Bugün Nazım Hikmet'in 61. ölüm yıldönümü... Önemli simaların ölüm yıldönümünde ille de yazayım diye bir yönelim içinde değilim ama Türkçe'nin büyük şairinin 61. ölüm yıldönümünde farklı bir not düşmek istedim. Daha doğrusu bu not E. Büyükelçi Halil Akıncı'nın düştüğü bir not.
Moskova'da da görev yapan Akıncı'nın anektotları büyük şairin gerek SSCB gerekse Bulgaristan gibi Sosyalist Blok devletlerindeki tutumu ve bu yüzden KGB tarafından da nasıl izlendiğini ortaya koyması açısından ilginçlikler içeriyor.
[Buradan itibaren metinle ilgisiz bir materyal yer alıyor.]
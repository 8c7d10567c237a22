//! L-system grammar engine
//!
//! Owns rules and axioms and hands out lazy symbol sequences. No geometry
//! lives here; see [`crate::voxel::procgen`] for the turtle that draws them.

pub mod rule;
pub mod grammar;
pub mod rewrite;

pub use grammar::Grammar;
pub use rewrite::Rewrite;
pub use rule::{LSystemRule, RuleSet};
//! Block references, descriptors and the registry that resolves them

use std::collections::HashMap;
use std::fmt;
use std::str::FromStr;

use serde::{Deserialize, Serialize};

use crate::core::error::Error;
use crate::core::types::Result;

/// Opaque `namespace:name` reference to a block type
#[derive(Clone, Debug, PartialEq, Eq, Hash, PartialOrd, Ord, Serialize, Deserialize)]
#[serde(try_from = "String", into = "String")]
pub struct BlockUri {
    namespace: String,
    name: String,
}

impl BlockUri {
    /// Create a uri from its parts
    pub fn new(namespace: impl Into<String>, name: impl Into<String>) -> Result<Self> {
        let namespace = namespace.into();
        let name = name.into();
        if !is_valid_part(&namespace) || !is_valid_part(&name) {
            return Err(Error::InvalidBlockUri(format!("{}:{}", namespace, name)));
        }
        Ok(Self { namespace, name })
    }

    /// Uri in the built-in `core` namespace; `name` must be a valid part
    pub(crate) fn core(name: &str) -> Self {
        debug_assert!(is_valid_part(name));
        Self {
            namespace: "core".to_string(),
            name: name.to_string(),
        }
    }

    pub fn namespace(&self) -> &str {
        &self.namespace
    }

    pub fn name(&self) -> &str {
        &self.name
    }
}

fn is_valid_part(part: &str) -> bool {
    !part.is_empty() && !part.contains(':') && !part.chars().any(char::is_whitespace)
}

impl FromStr for BlockUri {
    type Err = Error;

    fn from_str(s: &str) -> Result<Self> {
        match s.split_once(':') {
            Some((namespace, name)) => Self::new(namespace, name),
            None => Err(Error::InvalidBlockUri(s.to_string())),
        }
    }
}

impl TryFrom<String> for BlockUri {
    type Error = Error;

    fn try_from(s: String) -> Result<Self> {
        s.parse()
    }
}

impl From<BlockUri> for String {
    fn from(uri: BlockUri) -> Self {
        uri.to_string()
    }
}

impl fmt::Display for BlockUri {
    fn fmt(&self, f: &mut fmt::Formatter<'_>) -> fmt::Result {
        write!(f, "{}:{}", self.namespace, self.name)
    }
}

/// Numeric block type id as stored in a volume
#[derive(Clone, Copy, Debug, PartialEq, Eq, Hash, PartialOrd, Ord, Serialize, Deserialize)]
pub struct BlockId(pub u16);

/// Concrete block descriptor returned by a registry
#[derive(Clone, Debug, PartialEq, Eq, Hash)]
pub struct Block {
    pub id: BlockId,
    pub uri: BlockUri,
}

/// Resolves block references to descriptors.
///
/// Implementations are queried read-only, so a registry shared between
/// threads only has to support concurrent reads.
pub trait BlockRegistry {
    /// Look up the descriptor for `uri`, failing with [`Error::UnknownBlock`]
    fn get_block(&self, uri: &BlockUri) -> Result<Block>;
}

/// In-memory registry assigning sequential ids in registration order
#[derive(Debug, Clone)]
pub struct BlockPalette {
    blocks: HashMap<BlockUri, Block>,
    next_id: u16,
}

impl BlockPalette {
    /// Create an empty palette. Id 0 is reserved for air.
    pub fn new() -> Self {
        Self {
            blocks: HashMap::new(),
            next_id: 1,
        }
    }

    /// Register a block type, returning its descriptor.
    /// Registering the same uri twice returns the existing descriptor.
    pub fn register(&mut self, uri: BlockUri) -> Result<Block> {
        if let Some(block) = self.blocks.get(&uri) {
            return Ok(block.clone());
        }
        let id = self.next_id;
        self.next_id = id.checked_add(1).ok_or(Error::PaletteFull(self.blocks.len()))?;
        let block = Block {
            id: BlockId(id),
            uri: uri.clone(),
        };
        self.blocks.insert(uri, block.clone());
        Ok(block)
    }

    /// Palette with every block the built-in presets reference
    pub fn with_defaults() -> Self {
        let mut palette = Self::new();
        for (id, name) in (1..).zip(DEFAULT_BLOCKS) {
            let uri = BlockUri::core(name);
            palette.blocks.insert(uri.clone(), Block { id: BlockId(id), uri });
            palette.next_id = id + 1;
        }
        palette
    }

    /// Look up a block by id
    pub fn by_id(&self, id: BlockId) -> Option<&Block> {
        self.blocks.values().find(|b| b.id == id)
    }

    /// Number of registered block types
    pub fn len(&self) -> usize {
        self.blocks.len()
    }

    pub fn is_empty(&self) -> bool {
        self.blocks.is_empty()
    }
}

impl Default for BlockPalette {
    fn default() -> Self {
        Self::new()
    }
}

impl BlockRegistry for BlockPalette {
    fn get_block(&self, uri: &BlockUri) -> Result<Block> {
        self.blocks
            .get(uri)
            .cloned()
            .ok_or_else(|| Error::UnknownBlock(uri.clone()))
    }
}

/// Names of the `core` blocks used by the tree presets
pub const DEFAULT_BLOCKS: [&str; 6] = [
    "oak_trunk",
    "pine_trunk",
    "birch_trunk",
    "green_leaf",
    "dark_leaf",
    "red_leaf",
];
Akıncı'nın yazdıklarına ara başlıkları bendeniz koydum.
”Babalarımızın gençliğinde serbestçe okuduğu, bizim gençliğimizde yasaklanan Nazım"
"Bugün babalarımızın gençliğinde serbestçe okunan bizim gençliğimizde ise şiirleri yasaklanan Nazım Hikmet'in ölüm yıldönümü. Onunla babamın ezbere okuduğu 'iniyor kayık çıkıyor kayık' mısraından sonra 'bak iyi dinle dalgaların sesini veriyor' yorumuyla tanıştım.
Daha sonra bu tanışıklık Turan Moralı’nın babasının sakladığı Nazım Hikmet şiirlerinin elle kopyalanıp okunması ile yavaş yavaş hayranlığa dönüştü.
“Fabrikalarda işçilere hitap etmesinin önlendiğini öğrendim”
Ama asıl tanışıklık Moskova’ya birinci gidişimde olgunlaştı. Orada Nazım Hikmet’in oğlu gibi sevdiği, yanından ayırmadığı Ekber Babayev, himaye ettiği Cengiz Aytmatov (babası Törekul Türkçülükten Stalin kurbanı olmuştur) rejisör Ejder İbrahimov’la tanıştım. Onlardan, onun Sovyetler'deki hayatı hakkında çok bilgi edindim. Türkiye’de yasaklanan Nazım Hikmet’in Moskova’da da KGB'nin gözdesi olduğunu, yazıldıktan iki sene sonra 1957'de sahneye konulabilen 'İvan İvanoviç Var mıydı, Yok muydu?' oyununun da sadece bir defa oynandıktan sonra yasaklandığını; fabrikalarda işçilere hitap etmesinin önlendiğini öğrendim. Ekber’e Nazım'la teması kesmesi için KGB'nin yaptığı baskıları dinledim.
Nazım Hikmet’in bir Bulgaristan seyahatinde bir kollektif çiftlikte müdürün adının İvan, yardımcılarının adlarının Boris, Marina; işçilerin ise Hasan, Hüseyin, Ayşe, Fatma olduğunu duyunca bağıra çağıra 'sizler komünist değil faşistsiniz!' dediğini ve toplantıyı terk ettiğini işittim.
Azerbaycan’a gittiğimde Sovyet jargonuna karşı çıkıp Azerbaycanca diye bir dilin var olmadığını, Türkçe olduğunu açık açık savunduğunu duydum.
”Hem vasfı hem suçu şair olmak"
Bu konuda anlatılacak çok şey var. Sonunda Nazım Hikmet’in hem komünist, hem liberal, hem milliyetçi, hem enternasyonalist, hem Turancı, hem Sovyetçi olduğuna ikna oldum.
Yani hem vasfı hem de suçu sadece şair olmaktı.
2009 yılında Moskova’da mezarı başında yaptığım konuşmada da kendisinden özür diledim.
Bugün hep şiirinden bahsediyoruz,
Komünistliği, bütün kendisine atfedilen suçlar kayboldu gitti."